Monday, June 25, 2012

Working out our Problems

Political Irony recently posted a couple of videos that are very informative about how our financial crisis could be fixed, and how the major banks and investment firms have become like the Mafia in their practices.

The second video is long, but worth the time for how it lays out the way in which firms like JP Morgan Chase is operating now and how it makes so much money by screwing over the People.

Over and over again, we have a discussion about what kind of oversight is required by Government. At this point, most sane people argue that there should be at least some oversight. The discussion is, what should be regulated, how they should be regulated, who should be overseeing them, and who should be held accountable for waste, fraud, and abuse? Democrats tend to advocate for stronger oversight and regulation, while Republicans believe in less government intrusion and more autonomous business. What these videos point out is that, not only does deregulation lead to riskier business practices, it also encourages banks to be destructive with their funds, since they have government backed security over their deposits. I've written about this little tidbit before.

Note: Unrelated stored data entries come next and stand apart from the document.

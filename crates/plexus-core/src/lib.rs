//! # plexus-core
//!
//! Foundation crate for the Plexus hybrid retrieval-and-learning system.
//! Defines all types, traits, errors, config, and priors.
//! Every other crate in the workspace depends on this.

pub mod config;
pub mod errors;
pub mod feedback;
pub mod priors;
pub mod traits;
pub mod types;

// Re-export the most commonly used types at the crate root.
pub use config::PlexusConfig;
pub use errors::{PlexusError, PlexusResult};
pub use types::{
    ChunkId, FeedbackLevel, NodeId, RelationType, StrategyId, TraceId, UserId, Weight,
};
use serde::{Deserialize, Serialize};

use super::defaults;
use crate::errors::{PlexusError, PlexusResult};

/// Temporal decay configuration. Decay applies to traversal weights only;
/// alpha and gating are stable without it.
#[derive(Debug, Clone, Serialize, Deserialize)]
#[serde(default)]
pub struct DecayConfig {
    /// Per-day retention factor. The sweep computes
    /// `decay_rate^days * old + (1 - decay_rate^days) * prior`.
    pub decay_rate: f64,
    /// Weights reinforced within this many days are left alone.
    pub freshness_window_days: i64,
    /// Interval between sweeps (seconds).
    pub sweep_interval_secs: u64,
}

impl Default for DecayConfig {
    fn default() -> Self {
        Self {
            decay_rate: defaults::DEFAULT_DECAY_RATE,
            freshness_window_days: defaults::DEFAULT_FRESHNESS_WINDOW_DAYS,
            sweep_interval_secs: defaults::DEFAULT_DECAY_SWEEP_INTERVAL_SECS,
        }
    }
}

impl DecayConfig {
    pub fn validate(&self) -> PlexusResult<()> {
        if !(0.0..1.0).contains(&self.decay_rate) {
            return Err(PlexusError::InvalidConfig(format!(
                "decay_rate must be in [0,1), got {}",
                self.decay_rate
            )));
        }
        if self.freshness_window_days < 0 {
            return Err(PlexusError::InvalidConfig(
                "freshness_window_days must be non-negative".into(),
            ));
        }
        Ok(())
    }
}
//! Append-only parameter change log. Rows are never updated or deleted;
//! replaying them from any persisted snapshot reconstructs later state.

use rusqlite::{params, Connection};

use plexus_core::errors::{PlexusResult, StorageError};
use plexus_core::types::{ParamKey, ParameterChange};

use crate::{db_err, ser_err};

pub fn append_changes(conn: &Connection, changes: &[ParameterChange]) -> PlexusResult<()> {
    let mut stmt = conn
        .prepare(
            "INSERT INTO parameter_change_log
                 (seq, timestamp, feedback_id, param_key, old_value, new_value)
             VALUES (?1, ?2, ?3, ?4, ?5, ?6)",
        )
        .map_err(db_err)?;
    for change in changes {
        let key = serde_json::to_string(&change.key).map_err(ser_err)?;
        stmt.execute(params![
            change.seq as i64,
            change.timestamp.to_rfc3339(),
            change.feedback_id.as_ref().map(|id| id.as_str()),
            key,
            change.old_value.to_string(),
            change.new_value.to_string(),
        ])
        .map_err(db_err)?;
    }
    Ok(())
}

/// Load changes with `seq > after`, ordered by sequence.
pub fn load_changes_after(conn: &Connection, after: i64) -> PlexusResult<Vec<ParameterChange>> {
    let mut stmt = conn
        .prepare(
            "SELECT seq, timestamp, feedback_id, param_key, old_value, new_value
             FROM parameter_change_log WHERE seq > ?1 ORDER BY seq",
        )
        .map_err(db_err)?;
    let rows = stmt
        .query_map(params![after], |row| {
            Ok((
                row.get::<_, i64>(0)?,
                row.get::<_, String>(1)?,
                row.get::<_, Option<String>>(2)?,
                row.get::<_, String>(3)?,
                row.get::<_, String>(4)?,
                row.get::<_, String>(5)?,
            ))
        })
        .map_err(db_err)?;

    let mut out = Vec::new();
    for row in rows {
        let (seq, timestamp, feedback_id, key, old_value, new_value) = row.map_err(db_err)?;
        out.push(ParameterChange {
            seq: seq as u64,
            timestamp: chrono::DateTime::parse_from_rfc3339(&timestamp)
                .map_err(|e| StorageError::CorruptBlob {
                    key: "change_log.timestamp".into(),
                    reason: e.to_string(),
                })?
                .with_timezone(&chrono::Utc),
            feedback_id: feedback_id.map(Into::into),
            key: parse_key(&key)?,
            old_value: parse_json(&old_value)?,
            new_value: parse_json(&new_value)?,
        });
    }
    Ok(out)
}

fn parse_key(raw: &str) -> PlexusResult<ParamKey> {
    serde_json::from_str(raw).map_err(|e| {
        StorageError::CorruptBlob {
            key: "change_log.param_key".into(),
            reason: e.to_string(),
        }
        .into()
    })
}

fn parse_json(raw: &str) -> PlexusResult<serde_json::Value> {
    serde_json::from_str(raw).map_err(|e| {
        StorageError::CorruptBlob {
            key: "change_log.value".into(),
            reason: e.to_string(),
        }
        .into()
    })
}
//! Brute-force in-memory nearest-neighbor index over chunk embeddings.
//!
//! Cosine similarity normalized to [0,1] via `(cos + 1) / 2`. Deterministic
//! for a fixed index state: ties break by chunk id.

use plexus_core::errors::{PlexusResult, RetrievalError};
use plexus_core::traits::{IVectorSearcher, VectorHit};
use plexus_core::types::{Chunk, ChunkId, ContentType};

struct IndexedChunk {
    id: ChunkId,
    embedding: Vec<f32>,
    norm: f64,
    content_type: ContentType,
}

/// In-memory vector index. Insert order does not affect results.
#[derive(Default)]
pub struct InMemoryVectorIndex {
    entries: Vec<IndexedChunk>,
}

impl InMemoryVectorIndex {
    pub fn new() -> Self {
        Self::default()
    }

    pub fn insert(&mut self, chunk: &Chunk) {
        let norm = l2_norm(&chunk.embedding);
        // Replace on re-ingestion of the same chunk id.
        self.entries.retain(|e| e.id != chunk.id);
        self.entries.push(IndexedChunk {
            id: chunk.id.clone(),
            embedding: chunk.embedding.clone(),
            norm,
            content_type: chunk.content_type,
        });
    }

    pub fn len(&self) -> usize {
        self.entries.len()
    }

    pub fn is_empty(&self) -> bool {
        self.entries.is_empty()
    }
}

fn l2_norm(v: &[f32]) -> f64 {
    v.iter().map(|x| (*x as f64).powi(2)).sum::<f64>().sqrt()
}

fn cosine(a: &[f32], a_norm: f64, b: &[f32], b_norm: f64) -> f64 {
    if a_norm < f64::EPSILON || b_norm < f64::EPSILON {
        return 0.0;
    }
    let dot: f64 = a
        .iter()
        .zip(b.iter())
        .map(|(x, y)| *x as f64 * *y as f64)
        .sum();
    dot / (a_norm * b_norm)
}

impl IVectorSearcher for InMemoryVectorIndex {
    fn search(
        &self,
        embedding: &[f32],
        top_n: usize,
        filter: Option<ContentType>,
    ) -> PlexusResult<Vec<VectorHit>> {
        if embedding.is_empty() {
            return Err(RetrievalError::EmptyQueryEmbedding.into());
        }
        let query_norm = l2_norm(embedding);

        let mut hits: Vec<VectorHit> = self
            .entries
            .iter()
            .filter(|e| filter.map_or(true, |f| e.content_type == f))
            .map(|e| VectorHit {
                chunk_id: e.id.clone(),
                // Map cosine [-1,1] into [0,1].
                similarity: (cosine(embedding, query_norm, &e.embedding, e.norm) + 1.0) / 2.0,
                content_type: e.content_type,
            })
            .collect();

        hits.sort_by(|a, b| {
            b.similarity
                .partial_cmp(&a.similarity)
                .unwrap_or(std::cmp::Ordering::Equal)
                .then_with(|| a.chunk_id.cmp(&b.chunk_id))
        });
        hits.truncate(top_n);
        Ok(hits)
    }
}
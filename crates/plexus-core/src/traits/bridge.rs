use crate::errors::PlexusResult;
use crate::types::{BridgeLink, BridgeMapping, ChunkId, NodeId, RelationType, Weight};

/// The chunk <-> node bridge: many-to-many weighted links.
///
/// Link structure is created externally; `update_weight` is the only
/// mutation the learning core performs. Implementations serialize
/// concurrent weight updates per (chunk, node, relation) key.
pub trait IBridgeIndex: Send + Sync {
    /// All links from a chunk to graph nodes.
    fn get_nodes_for_chunk(&self, chunk_id: &ChunkId) -> PlexusResult<Vec<BridgeLink>>;

    /// All links from a node to chunks, optionally filtered by relation.
    fn get_chunks_for_node(
        &self,
        node_id: &NodeId,
        relation: Option<RelationType>,
    ) -> PlexusResult<Vec<BridgeLink>>;

    /// Create or refresh a mapping. Idempotent on (chunk, node, relation).
    /// Fails when the referenced chunk or node is unknown.
    fn upsert_mapping(&self, mapping: BridgeMapping) -> PlexusResult<()>;

    /// Apply a signed delta to a mapping's weight, clamped to [0,1].
    /// Fails on a missing mapping; never creates one. Returns the new
    /// weight.
    fn update_weight(
        &self,
        chunk_id: &ChunkId,
        node_id: &NodeId,
        relation: RelationType,
        delta: f64,
    ) -> PlexusResult<Weight>;
}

The funny thing is, it makes perfect sense for businesses to act irresponsibly if it nets them huge profits and they don't have to worry about any consequences. This is not a problem that falls squarely on the shoulders of one party or another; it's an issue across the board. No matter who is in power, it seems as though investment and Wall Street powerhouses get the best deal while the rest of us pay for it. Look at the unemployment rate, still pretty high, and the housing market that is just now starting to come back, and you can see the kind of widespread devastation that comes from letting these firms run wild.

And after JPMC lost $2 Billion in a bad trade that they couldn't understand, Jamie Dimon the CEO gets a pat on the back from the Senate. Granted, he was pretty well beaten to a pulp by the House committee, but even then he was not sworn in, meaning he could say whatever he wanted without fear of legal recourse. It's mind-boggling to me that people who have clearly acted irresponsibly in the private sector are defended as a side effect to free markets, while those who act irresponsibly in the public sector are turned into political punching bags (think Eric Holder). In Holder's case, the F&F program resulted in the deaths of many, including a border patrol agent. In the case of Wall Street irresponsibility, we had a global recession, struggling recovery, and continued abuse in the markets. Are we willing to say that global financial catastrophe is an infinitely lesser crime than a stupidly planned and executed government operation? This may be comparing apples to oranges, but both were brought before Congressional panels, telling me that they at least have similar levels of importance.